▶ TASK OBJECTIVE
Every line below that mentions the word "format" should be copied out.

▶ RECORDS PROVIDED
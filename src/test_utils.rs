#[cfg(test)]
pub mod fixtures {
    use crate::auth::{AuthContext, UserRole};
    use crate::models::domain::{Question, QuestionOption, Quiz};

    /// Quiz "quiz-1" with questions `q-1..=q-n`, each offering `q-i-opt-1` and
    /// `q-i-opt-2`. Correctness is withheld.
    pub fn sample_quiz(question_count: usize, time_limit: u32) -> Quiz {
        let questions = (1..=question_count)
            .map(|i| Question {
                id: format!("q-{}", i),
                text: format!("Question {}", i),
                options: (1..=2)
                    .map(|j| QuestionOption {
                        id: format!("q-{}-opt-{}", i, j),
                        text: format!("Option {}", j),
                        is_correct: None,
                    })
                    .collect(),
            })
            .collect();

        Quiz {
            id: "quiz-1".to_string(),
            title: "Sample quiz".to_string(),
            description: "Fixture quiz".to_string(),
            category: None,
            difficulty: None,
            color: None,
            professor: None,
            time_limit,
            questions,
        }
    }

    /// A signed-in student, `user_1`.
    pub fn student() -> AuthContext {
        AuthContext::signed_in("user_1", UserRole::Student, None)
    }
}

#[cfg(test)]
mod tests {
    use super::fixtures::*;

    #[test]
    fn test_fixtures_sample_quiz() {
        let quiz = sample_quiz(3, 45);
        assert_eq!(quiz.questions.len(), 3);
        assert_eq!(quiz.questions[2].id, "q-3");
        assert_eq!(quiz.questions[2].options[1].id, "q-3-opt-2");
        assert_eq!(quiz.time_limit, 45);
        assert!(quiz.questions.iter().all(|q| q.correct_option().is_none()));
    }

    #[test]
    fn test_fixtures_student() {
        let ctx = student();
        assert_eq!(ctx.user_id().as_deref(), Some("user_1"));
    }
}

▶ PROBLEM SOLUTION
                id: format!("q-{}", i),
                text: format!("Question {}", i),
                        id: format!("q-{}-opt-{}", i, j),
                        text: format!("Option {}", j),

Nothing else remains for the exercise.